Given the evolutionary importance of regulatory regions, we believe that the following basic question merits further exploration: is there any critical systemic difference between the contributions of regulatory and coding regions to the evolution of the human lineage?
In order to address this question, we studied genes that have accumulated enough mutations to be considered as being under positive selection pressure. To identify these genes, we carried out a genome-wide evolutionary analysis of human proximal promoters; this is the ~1 kb region upstream of the transcription start site that hosts the greatest concentration of nucleotides belonging to transcription factor binding sites , , . We obtained the data on the molecular evolution of coding regions of proteins from a study in which chimp and macaque served as the reference species , as in our analysis.

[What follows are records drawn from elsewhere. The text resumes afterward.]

use crate::{BindingType, Value, ValueBinder};

#[derive(Debug, Clone, Copy, PartialEq, Eq)]
pub enum JoinKind {
    Inner,
    Left,
}

impl JoinKind {
    const fn keyword(self) -> &'static str {
        match self {
            Self::Inner => "INNER JOIN",
            Self::Left => "LEFT JOIN",
        }
    }
}

#[derive(Debug, Clone, Copy, PartialEq, Eq)]
pub enum Comparison {
    Eq,
    NotEq,
    Lt,
    Lte,
    Gt,
    Gte,
    Like,
}

impl Comparison {
    const fn operator(self) -> &'static str {
        match self {
            Self::Eq => "=",
            Self::NotEq => "!=",
            Self::Lt => "<",
            Self::Lte => "<=",
            Self::Gt => ">",
            Self::Gte => ">=",
            Self::Like => "LIKE",
        }
    }
}

#[derive(Debug, Clone, Copy, PartialEq, Eq)]
pub enum SortOrder {
    Asc,
    Desc,
}

#[derive(Debug, Clone, PartialEq)]
enum Condition {
    Compare {
        column: String,
        op: Comparison,
        value: Value,
        ty: BindingType,
    },
    IsNull(String),
    IsNotNull(String),
}

#[derive(Debug, Clone, PartialEq, Eq)]
struct Join {
    kind: JoinKind,
    table: String,
    alias: Option<String>,
    on: String,
}

/// Minimal SELECT builder producing generic SQL with `:cN` placeholders.
#[derive(Debug, Clone, PartialEq)]
pub struct SelectQuery {
    table: String,
    alias: Option<String>,
    fields: Vec<String>,
    joins: Vec<Join>,
    conditions: Vec<Condition>,
    order: Vec<(String, SortOrder)>,
    limit: Option<u64>,
    offset: Option<u64>,
}

impl SelectQuery {
    pub fn from(table: impl Into<String>) -> Self {
        Self {
            table: table.into(),
            alias: None,
            fields: Vec::new(),
            joins: Vec::new(),
            conditions: Vec::new(),
            order: Vec::new(),
            limit: None,
            offset: None,
        }
    }

    #[must_use]
    pub fn table(&self) -> &str {
        &self.table
    }

    #[must_use]
    pub fn alias(mut self, alias: impl Into<String>) -> Self {
        self.alias = Some(alias.into());
        self
    }

    /// Replaces the projection. An empty projection renders as `*`.
    #[must_use]
    pub fn select<I, S>(mut self, fields: I) -> Self
    where
        I: IntoIterator<Item = S>,
        S: Into<String>,
    {
        self.fields = fields.into_iter().map(Into::into).collect();
        self
    }

    #[must_use]
    pub fn join(
        mut self,
        kind: JoinKind,
        table: impl Into<String>,
        alias: Option<&str>,
        on: impl Into<String>,
    ) -> Self {
        self.joins.push(Join {
            kind,
            table: table.into(),
            alias: alias.map(str::to_string),
            on: on.into(),
        });
        self
    }

    #[must_use]
    pub fn where_eq(self, column: impl Into<String>, value: impl Into<Value>, ty: BindingType) -> Self {
        self.where_cmp(column, Comparison::Eq, value, ty)
    }

    /// Adds `column <op> value`; comparing with `Value::Null` renders `IS NULL` / `IS NOT NULL`.
    #[must_use]
    pub fn where_cmp(
        mut self,
        column: impl Into<String>,
        op: Comparison,
        value: impl Into<Value>,
        ty: BindingType,
    ) -> Self {
        let column = column.into();
        let value = value.into();
        let condition = match (op, value.is_null()) {
            (Comparison::Eq, true) => Condition::IsNull(column),
            (Comparison::NotEq, true) => Condition::IsNotNull(column),
            _ => Condition::Compare {
                column,
                op,
                value,
                ty,
            },
        };
        self.conditions.push(condition);
        self
    }

    #[must_use]
    pub fn where_null(mut self, column: impl Into<String>) -> Self {
        self.conditions.push(Condition::IsNull(column.into()));
        self
    }

    #[must_use]
    pub fn where_not_null(mut self, column: impl Into<String>) -> Self {
        self.conditions.push(Condition::IsNotNull(column.into()));
        self
    }

    #[must_use]
    pub fn order_by(mut self, column: impl Into<String>, order: SortOrder) -> Self {
        self.order.push((column.into(), order));
        self
    }

    #[must_use]
    pub const fn limit(mut self, limit: u64) -> Self {
        self.limit = Some(limit);
        self
    }

    #[must_use]
    pub const fn offset(mut self, offset: u64) -> Self {
        self.offset = Some(offset);
        self
    }

    /// Renders generic SQL, registering every bound value with `binder`.
    pub fn to_sql(&self, binder: &mut ValueBinder) -> String {
        let projection = if self.fields.is_empty() {
            "*".to_string()
        } else {
            self.fields.join(", ")
        };

        let mut sql = format!("SELECT {projection} FROM {}", self.table);
        if let Some(alias) = &self.alias {
            sql.push(' ');
            sql.push_str(alias);
        }

        for join in &self.joins {
            sql.push(' ');
            sql.push_str(join.kind.keyword());
            sql.push(' ');
            sql.push_str(&join.table);
            if let Some(alias) = &join.alias {
                sql.push(' ');
                sql.push_str(alias);
            }
            sql.push_str(" ON ");
            sql.push_str(&join.on);
        }

        if !self.conditions.is_empty() {
            let predicates = self
                .conditions
                .iter()
                .map(|condition| render_condition(condition, binder))
                .collect::<Vec<_>>();
            sql.push_str(" WHERE ");
            sql.push_str(&predicates.join(" AND "));
        }

        if !self.order.is_empty() {
            let order = self
                .order
                .iter()
                .map(|(column, order)| match order {
                    SortOrder::Asc => format!("{column} ASC"),
                    SortOrder::Desc => format!("{column} DESC"),
                })
                .collect::<Vec<_>>();
            sql.push_str(" ORDER BY ");
            sql.push_str(&order.join(", "));
        }

        if let Some(limit) = self.limit {
            sql.push_str(&format!(" LIMIT {limit}"));
        }
        if let Some(offset) = self.offset {
            sql.push_str(&format!(" OFFSET {offset}"));
        }

        sql
    }
}

fn render_condition(condition: &Condition, binder: &mut ValueBinder) -> String {
    match condition {
        Condition::Compare {
            column,
            op,
            value,
            ty,
        } => {
            let placeholder = binder.placeholder(value.clone(), ty.clone());
            format!("{column} {} {placeholder}", op.operator())
        }
        Condition::IsNull(column) => format!("{column} IS NULL"),
        Condition::IsNotNull(column) => format!("{column} IS NOT NULL"),
    }
}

To obtain insight into the biological significance of the evolutionary changes, we looked for differential trends between positively selected proximal promoters and proteins. There are at least three general approaches. First, the number of genes with positive selection in the promoter could differ from the number of positively selected proteins. Second, the question of whether some biological processes have been specifically targeted through promoter evolution can be revisited with the new data. Third, a comparison of network topology features for positively selected promoters and proteins could provide additional information. Protein-protein interaction networks are useful to obtain information about the structural determinants of promoter evolution. Mutations in the promoter region may influence the rate of transcription and consequently may affect the concentration of a given protein in the cell. In most cases, a change in concentration may give rise to changes in the kinetics of the reactions in which the protein is involved. The effect of these changes on the cell will depend on the position of a protein in the network as well as on the particular function of the involved protein. Thus, for a particular gene, mutations in the promoter region may be negatively selected or may be an opportunity for positive selection depending on how changes in the concentration of its coded protein affect the functioning of the cell. Further aspects of the structural determinants of the evolution of promoters will likely be revealed when comprehensive protein-DNA interaction networks are available. Our results show that (i) there are no differences between the number of genes with positive selection in the proximal promoter and the number of proteins with positive selection, (ii) positive selection is widespread over all biological functions including those affecting critical processes such as cell proliferation and differentiation, cell cycle and mRNA transcription, and (iii) unlike proteins, genes with positively selected proximal promoters are more central than expected in the human protein interaction network, which might be an indication of their relevant role in human evolution.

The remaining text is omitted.